Ich hab mich mal kurz auf einen Baumstamm gesetzt, den Vögeln gelauscht, die Stille genossen.

Urwald

Nur Wasser gibt es viel zu wenig. Die Pulsnitz ist so flach, Sandbänke treten hervor. Schlimm.
Dann kehrte ich um.

Nun stand ich wieder mal vor der Entscheidung: die Straße zurück oder den gleichen langen Weg durch die Aue? Ich bin durch die Aue gelaufen. Und hatte Glück. Fortsetzung folgt.

Moritzburg

Am Brückentag nach Himmelfahrt ging es nach Moritzburg.
Erster Anlauf: das Wildgehege. Dachten wir. Denn der Parkplatz war voll besetzt, wir mussten durchstarten.
Also eine Runde am Schloß entlang bis zum Fasanenschlößchen.

Fasanenschlößchen in Moritzburg

Wieder super Wetter, sehr warm, viele Leute unterwegs.

Gleich daneben befindet sich der Leuchtturm.
Dieser entstand im späten 18. Jahrhundert und diente als Kulisse für nachgestellte Seeschlachten.

Leuchtturm Moritzburg

Die gastronomischen Einrichtungen nebenan hatten geöffnet und wir genossen wieder mal die Sonne bei einem Imbiss.
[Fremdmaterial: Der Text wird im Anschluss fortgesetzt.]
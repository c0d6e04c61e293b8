//! HTTP-level tests for the native Gemini client.
//!
//! Each test binds a one-shot server on `127.0.0.1:0`, points
//! `api_base_url` at it, and checks both the request the client sends and
//! how the reply is mapped. No network access is needed.
//!
//! Run with:
//!   cargo test --test gemini_http

use edgequake_timetable::{
    parse_schedule_pdf, DayOfWeek, ExtractionConfig, GeminiModel, ScheduleDay, ScheduleError,
};
use serde_json::Value;
use tokio::io::{AsyncReadExt, AsyncWriteExt};
use tokio::net::TcpListener;
use tokio::task::JoinHandle;

const FAKE_PDF: &[u8] = b"%PDF-1.4\n% timetable\n";

/// What the server saw.
struct Captured {
    head: String,
    body: Value,
}

impl Captured {
    fn request_line(&self) -> &str {
        self.head.lines().next().unwrap_or_default()
    }

    fn header(&self, name: &str) -> Option<&str> {
        self.head.lines().skip(1).find_map(|line| {
            let (key, value) = line.split_once(':')?;
            key.trim()
                .eq_ignore_ascii_case(name)
                .then(|| value.trim())
        })
    }
}

/// Serve exactly one request with `status`, `extra_headers` and `body`.
async fn serve_once(
    status: &'static str,
    extra_headers: &'static str,
    body: String,
) -> (String, JoinHandle<Captured>) {
    let listener = TcpListener::bind("127.0.0.1:0").await.unwrap();
    let base_url = format!("http://{}/v1beta", listener.local_addr().unwrap());

    let handle = tokio::spawn(async move {
        let (mut socket, _) = listener.accept().await.unwrap();

        let mut buf = Vec::new();
        let mut chunk = [0u8; 4096];
        let header_end = loop {
            let n = socket.read(&mut chunk).await.unwrap();
            assert!(n > 0, "client closed before sending headers");
            buf.extend_from_slice(&chunk[..n]);
            if let Some(pos) = buf.windows(4).position(|w| w == b"\r\n\r\n") {
                break pos + 4;
            }
        };

        let head = String::from_utf8_lossy(&buf[..header_end]).into_owned();
        let content_length = head
            .lines()
            .find_map(|line| {
                let (key, value) = line.split_once(':')?;
                key.trim()
                    .eq_ignore_ascii_case("content-length")
                    .then(|| value.trim().parse::<usize>().ok())
                    .flatten()
            })
            .unwrap_or(0);
        while buf.len() < header_end + content_length {
            let n = socket.read(&mut chunk).await.unwrap();
            assert!(n > 0, "client closed mid-body");
            buf.extend_from_slice(&chunk[..n]);
        }

        let reply = format!(
            "HTTP/1.1 {status}\r\nContent-Type: application/json\r\n{extra_headers}Content-Length: {}\r\nConnection: close\r\n\r\n{body}",
            body.len()
        );
        socket.write_all(reply.as_bytes()).await.unwrap();
        socket.shutdown().await.ok();

        Captured {
            head,
            body: serde_json::from_slice(&buf[header_end..header_end + content_length])
                .unwrap_or(Value::Null),
        }
    });

    (base_url, handle)
}

fn gemini_config(base_url: &str) -> ExtractionConfig {
    ExtractionConfig::builder()
        .api_key("test-key")
        .api_base_url(base_url)
        .model("gemini-1.5-flash")
        .build()
        .expect("valid config")
}

fn candidate_envelope(text: &str) -> String {
    serde_json::json!({
        "candidates": [{
            "content": { "parts": [{ "text": text }], "role": "model" },
            "finishReason": "STOP"
        }]
    })
    .to_string()
}

#[tokio::test]
async fn successful_call_sends_key_path_and_document() {
    let answer = r#"{"groupName":"dev-101","entries":[{"day":"Mercredi","timeSlot":"10:00-12:00","room":"B3","professor":"Mme Idrissi"}]}"#;
    let (base_url, server) = serve_once("200 OK", "", candidate_envelope(answer)).await;

    let group = parse_schedule_pdf(FAKE_PDF, "DEV101.pdf", &gemini_config(&base_url))
        .await
        .expect("extraction should succeed");
    assert_eq!(group.name, "DEV101");
    assert_eq!(group.entries.len(), 1);
    assert_eq!(group.entries[0].day, ScheduleDay::Known(DayOfWeek::Wednesday));
    assert_eq!(group.entries[0].room, "B3");

    let seen = server.await.unwrap();
    assert_eq!(
        seen.request_line(),
        "POST /v1beta/models/gemini-1.5-flash:generateContent HTTP/1.1"
    );
    assert_eq!(seen.header("x-goog-api-key"), Some("test-key"));

    let parts = &seen.body["contents"][0]["parts"];
    assert!(parts[0]["text"].as_str().unwrap().contains("DEV101.pdf"));
    assert_eq!(parts[1]["inlineData"]["mimeType"], "application/pdf");
    assert_eq!(
        parts[1]["inlineData"]["data"],
        edgequake_timetable::pipeline::encode::encode_pdf(FAKE_PDF).data.as_str()
    );
    assert_eq!(
        seen.body["generationConfig"]["responseMimeType"],
        "application/json"
    );
}

#[tokio::test]
async fn forbidden_maps_to_auth_error() {
    let body = r#"{"error":{"code":403,"message":"API key not valid. Please pass a valid API key.","status":"PERMISSION_DENIED"}}"#;
    let (base_url, server) = serve_once("403 Forbidden", "", body.to_string()).await;

    let err = parse_schedule_pdf(FAKE_PDF, "x.pdf", &gemini_config(&base_url))
        .await
        .unwrap_err();
    match err {
        ScheduleError::AuthError { provider, detail } => {
            assert_eq!(provider, "gemini");
            assert_eq!(detail, "API key not valid. Please pass a valid API key.");
        }
        other => panic!("expected AuthError, got {other:?}"),
    }
    server.await.unwrap();
}

#[tokio::test]
async fn too_many_requests_keeps_retry_after() {
    let (base_url, server) =
        serve_once("429 Too Many Requests", "Retry-After: 7\r\n", "{}".to_string()).await;

    let model = GeminiModel::try_new(&gemini_config(&base_url)).unwrap();
    let err = edgequake_timetable::extract_with_model(
        &model,
        FAKE_PDF,
        "x.pdf",
        &gemini_config(&base_url),
    )
    .await
    .unwrap_err();
    assert!(
        matches!(
            err,
            ScheduleError::RateLimitExceeded {
                retry_after_secs: Some(7),
                ..
            }
        ),
        "got {err:?}"
    );
    server.await.unwrap();
}

#[tokio::test]
async fn unreachable_endpoint_is_external_service_error() {
    // Bind then drop to get a port nothing listens on.
    let listener = TcpListener::bind("127.0.0.1:0").await.unwrap();
    let addr = listener.local_addr().unwrap();
    drop(listener);

    let err = parse_schedule_pdf(
        FAKE_PDF,
        "x.pdf",
        &gemini_config(&format!("http://{addr}/v1beta")),
    )
    .await
    .unwrap_err();
    match err {
        ScheduleError::ExternalService { provider, .. } => assert_eq!(provider, "gemini"),
        other => panic!("expected ExternalService, got {other:?}"),
    }
}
Dann zweiter Anlauf im Wildgehege. 2 Plätze waren frei auf dem Parkplatz. Also wieder viele Leute, aber nun waren wir einmal hier und wollten hinein.

Fütterung bei den Schweinen

Aber auch hier wurden wir wieder mal enttäuscht. 2 Euro Parkplatzgebühren, 5 Euro Eintritt pro Erwachsenen.
„Dieses Gehege ist gerade nicht belegt“. „Dieses Gehege wird gerade saniert und neu belegt“. Keine Elche, keine Hängebauchschweine, viele leere Anlagen. Der Rundgang beim Damwild Sackgasse, es wird gebaut.

Aber ihn konnten wir ebenfalls bei der Fütterung beobachten:

Wolf

Bilder habe ich nur sehr wenige gemacht. Es fehlten einfach schöne Motive.

Wildschweine

In ein paar Jahren sind wir aber sicher wieder hier – mit unserer Enkeltochter.